→ **TASK DIRECTIONS**
Scan the entries below, and for each line that includes the word "tracing", make a copy.

→ **INPUT DATA**
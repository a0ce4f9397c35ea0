//! Background scheduler
//!
//! One long-lived loop that periodically scans the ledger for pending tasks,
//! registers each with the readiness gate and spawns one processing unit per
//! task. The gate registration doubles as the "already dispatched" marker: a
//! task stays registered until its processor finishes, so a task is never
//! dispatched twice concurrently.
//!
//! The loop is not started with the process. [`Scheduler::start`] is the
//! activation switch and only the first call has an effect.

use std::sync::Arc;
use std::sync::atomic::{AtomicBool, Ordering};
use std::time::Duration;

use tokio::sync::watch;
use tokio::task::JoinHandle;
use tokio::time::MissedTickBehavior;
use tracing::{debug, info, warn};

use crate::config::SchedulerConfig;
use crate::ledger::TaskStatus;
use crate::worker::TaskProcessor;

pub struct Scheduler {
    processor: Arc<TaskProcessor>,
    poll_interval: Duration,
    running: AtomicBool,
    shutdown_tx: watch::Sender<bool>,
}

impl Scheduler {
    pub fn new(processor: Arc<TaskProcessor>, config: &SchedulerConfig) -> Self {
        let (shutdown_tx, _) = watch::channel(false);
        Self {
            processor,
            poll_interval: Duration::from_millis(config.poll_interval_ms),
            running: AtomicBool::new(false),
            shutdown_tx,
        }
    }

    pub fn is_running(&self) -> bool {
        self.running.load(Ordering::SeqCst)
    }

    /// Start the scan loop
    ///
    /// Returns `true` for the call that started it; concurrent or repeated
    /// calls return `false` and never start a second loop.
    pub fn start(self: &Arc<Self>) -> bool {
        if self
            .running
            .compare_exchange(false, true, Ordering::SeqCst, Ordering::SeqCst)
            .is_err()
        {
            debug!("Scheduler already running");
            return false;
        }

        let scheduler = Arc::clone(self);
        let mut shutdown_rx = self.shutdown_tx.subscribe();
        tokio::spawn(async move {
            scheduler.run(&mut shutdown_rx).await;
        });

        info!(
            poll_interval_ms = self.poll_interval.as_millis() as u64,
            "Scheduler started"
        );
        true
    }

    /// Stop scanning; in-flight tasks keep running to completion
    ///
    /// Sticky: a loop started after this call exits before its first scan.
    pub fn shutdown(&self) {
        self.shutdown_tx.send_replace(true);
    }

    async fn run(&self, shutdown_rx: &mut watch::Receiver<bool>) {
        let mut ticker = tokio::time::interval(self.poll_interval);
        ticker.set_missed_tick_behavior(MissedTickBehavior::Delay);
        // The first tick fires immediately; wait one full interval like every later scan
        ticker.tick().await;

        loop {
            if *shutdown_rx.borrow() {
                break;
            }

            tokio::select! {
                _ = shutdown_rx.changed() => continue,
                _ = ticker.tick() => {}
            }

            self.scan_once().await;
        }

        info!("Scheduler stopped");
    }

    /// Dispatch every pending task not already registered with the gate
    ///
    /// Returns the handles of the processing units started by this scan.
    pub async fn scan_once(&self) -> Vec<JoinHandle<()>> {
        let tasks = match self.processor.store().list().await {
            Ok(tasks) => tasks,
            Err(e) => {
                warn!(error = %e, "Failed to list tasks");
                return Vec::new();
            }
        };

        let gate = self.processor.gate();
        let mut handles = Vec::new();

        for task in tasks {
            if task.status != TaskStatus::Pending || !gate.register(&task.id) {
                continue;
            }

            // The snapshot may predate a run that finished and left the gate
            if !self.still_pending(&task.id).await {
                gate.remove(&task.id);
                continue;
            }

            let processor = Arc::clone(&self.processor);
            let task_id = task.id;
            info!(task_id = %task_id, "Task dispatched");
            processor.metrics().task_dispatched();

            handles.push(tokio::spawn(async move {
                processor.process(&task_id).await;
            }));
        }

        handles
    }

    async fn still_pending(&self, task_id: &str) -> bool {
        match self.processor.store().get(task_id).await {
            Ok(Some(task)) => task.status == TaskStatus::Pending,
            Ok(None) => false,
            Err(e) => {
                warn!(task_id, error = %e, "Failed to re-read task");
                false
            }
        }
    }
}
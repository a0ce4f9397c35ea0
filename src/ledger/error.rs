use thiserror::Error;

use super::models::TaskStatus;

#[derive(Debug, Error)]
pub enum LedgerError {
    #[error("Task not found: {0}")]
    TaskNotFound(String),

    #[error("Task already exists: {0}")]
    AlreadyExists(String),

    #[error("Task {id} is {status}, expected pending")]
    NotPending { id: String, status: TaskStatus },

    #[error("Task {id} already holds the maximum of {limit} files")]
    FileLimit { id: String, limit: usize },
}

pub type Result<T> = std::result::Result<T, LedgerError>;
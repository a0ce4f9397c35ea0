mod error;
pub mod models;
mod server;
pub mod services;
pub mod state;
pub(crate) mod utils;
mod validation;

pub use error::ApiError;
pub use server::{router, run};
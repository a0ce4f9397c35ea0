use super::models::Config;
use thiserror::Error;

#[derive(Debug, Error)]
pub enum ValidationError {
    #[error("{field} must be greater than zero")]
    Zero { field: &'static str },

    #[error("max_file_bytes must be greater than zero when set")]
    ZeroFileLimit,

    #[error("download_prefix must start and end with '/': {0}")]
    InvalidDownloadPrefix(String),
}

/// Validate the entire configuration
pub fn validate(config: &Config) -> Result<(), ValidationError> {
    validate_server(config)?;
    validate_scheduler(config)?;
    validate_fetch(config)?;
    validate_archive(config)?;
    Ok(())
}

fn non_zero(field: &'static str, value: u64) -> Result<(), ValidationError> {
    if value == 0 {
        return Err(ValidationError::Zero { field });
    }
    Ok(())
}

fn validate_server(config: &Config) -> Result<(), ValidationError> {
    non_zero("server.max_payload_bytes", config.server.max_payload_bytes.as_u64())?;
    non_zero("server.max_files_per_task", config.server.max_files_per_task as u64)
}

fn validate_scheduler(config: &Config) -> Result<(), ValidationError> {
    non_zero("scheduler.poll_interval_ms", config.scheduler.poll_interval_ms)?;
    non_zero("scheduler.gate_timeout_secs", config.scheduler.gate_timeout_secs)
}

fn validate_fetch(config: &Config) -> Result<(), ValidationError> {
    non_zero("fetch.connect_timeout_secs", config.fetch.connect_timeout_secs)?;
    non_zero("fetch.request_timeout_secs", config.fetch.request_timeout_secs)?;

    if config.fetch.max_file_bytes.is_some_and(|limit| limit.as_u64() == 0) {
        return Err(ValidationError::ZeroFileLimit);
    }

    Ok(())
}

fn validate_archive(config: &Config) -> Result<(), ValidationError> {
    let prefix = &config.archive.download_prefix;
    if !prefix.starts_with('/') || !prefix.ends_with('/') {
        return Err(ValidationError::InvalidDownloadPrefix(prefix.clone()));
    }
    Ok(())
}

#[cfg(test)]
mod tests {
    use super::*;
    use crate::humanize::ByteSize;

    #[test]
    fn test_defaults_are_valid() {
        assert!(validate(&Config::default()).is_ok());
    }

    #[test]
    fn test_zero_poll_interval() {
        let mut config = Config::default();
        config.scheduler.poll_interval_ms = 0;

        let err = validate(&config).unwrap_err();
        assert!(matches!(
            err,
            ValidationError::Zero { field: "scheduler.poll_interval_ms" }
        ));
    }

    #[test]
    fn test_zero_files_per_task() {
        let mut config = Config::default();
        config.server.max_files_per_task = 0;
        assert!(validate(&config).is_err());
    }

    #[test]
    fn test_zero_file_limit() {
        let mut config = Config::default();
        config.fetch.max_file_bytes = Some(ByteSize(0));
        assert!(matches!(validate(&config), Err(ValidationError::ZeroFileLimit)));
    }

    #[test]
    fn test_download_prefix_shape() {
        let mut config = Config::default();
        config.archive.download_prefix = "download".to_string();
        assert!(matches!(
            validate(&config),
            Err(ValidationError::InvalidDownloadPrefix(_))
        ));
    }
}
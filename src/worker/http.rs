//! HTTP client for fetching archive sources

use reqwest::{Client, Response};
use std::time::Duration;
use thiserror::Error;
use tracing::debug;

use crate::config::FetchConfig;

#[derive(Debug, Error)]
pub enum DownloadError {
    #[error("{0}")]
    RequestFailed(String),

    #[error("request timed out")]
    Timeout,

    #[error("invalid url: {0}")]
    InvalidUrl(String),

    #[error("too many redirects")]
    TooManyRedirects,

    #[error("HTTP {code}: {reason}")]
    Status { code: u16, reason: String },
}

pub type Result<T> = std::result::Result<T, DownloadError>;

impl From<reqwest::Error> for DownloadError {
    fn from(e: reqwest::Error) -> Self {
        if e.is_timeout() {
            DownloadError::Timeout
        } else if e.is_redirect() {
            DownloadError::TooManyRedirects
        } else if e.is_builder() {
            DownloadError::InvalidUrl(e.to_string())
        } else {
            DownloadError::RequestFailed(e.to_string())
        }
    }
}

/// HTTP fetcher, one instance shared by all processors
#[derive(Debug, Clone)]
pub struct HttpFetcher {
    client: Client,
}

impl HttpFetcher {
    pub fn new(config: &FetchConfig) -> Result<Self> {
        let client = Client::builder()
            .connect_timeout(Duration::from_secs(config.connect_timeout_secs))
            .timeout(Duration::from_secs(config.request_timeout_secs))
            .user_agent(&config.user_agent)
            .redirect(reqwest::redirect::Policy::limited(10))
            .build()
            .map_err(|e| DownloadError::RequestFailed(e.to_string()))?;

        Ok(Self { client })
    }

    /// Send a GET and return the response once its status is a success
    ///
    /// The body is left unread so the caller can stream it.
    pub async fn open(&self, url: &str) -> Result<Response> {
        debug!(url, "Starting download");

        let response = self.client.get(url).send().await?;

        let status = response.status();
        if !status.is_success() {
            return Err(DownloadError::Status {
                code: status.as_u16(),
                reason: status.canonical_reason().unwrap_or("Unknown").to_string(),
            });
        }

        Ok(response)
    }
}

#[cfg(test)]
mod tests {
    use super::*;

    #[test]
    fn test_fetcher_builds_from_defaults() {
        let config = FetchConfig::default();
        assert_eq!(config.request_timeout_secs, 30);
        assert!(HttpFetcher::new(&config).is_ok());
    }

    #[test]
    fn test_status_error_message() {
        let err = DownloadError::Status {
            code: 404,
            reason: "Not Found".to_string(),
        };
        assert_eq!(err.to_string(), "HTTP 404: Not Found");
    }

    #[tokio::test]
    async fn test_open_rejects_malformed_url() {
        let fetcher = HttpFetcher::new(&FetchConfig::default()).unwrap();
        let err = fetcher.open("not a url").await.unwrap_err();
        assert!(matches!(err, DownloadError::InvalidUrl(_)));
    }
}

→ **EXPECTED OUTPUT**
use tracing::{debug, info, warn};
use tracing::debug;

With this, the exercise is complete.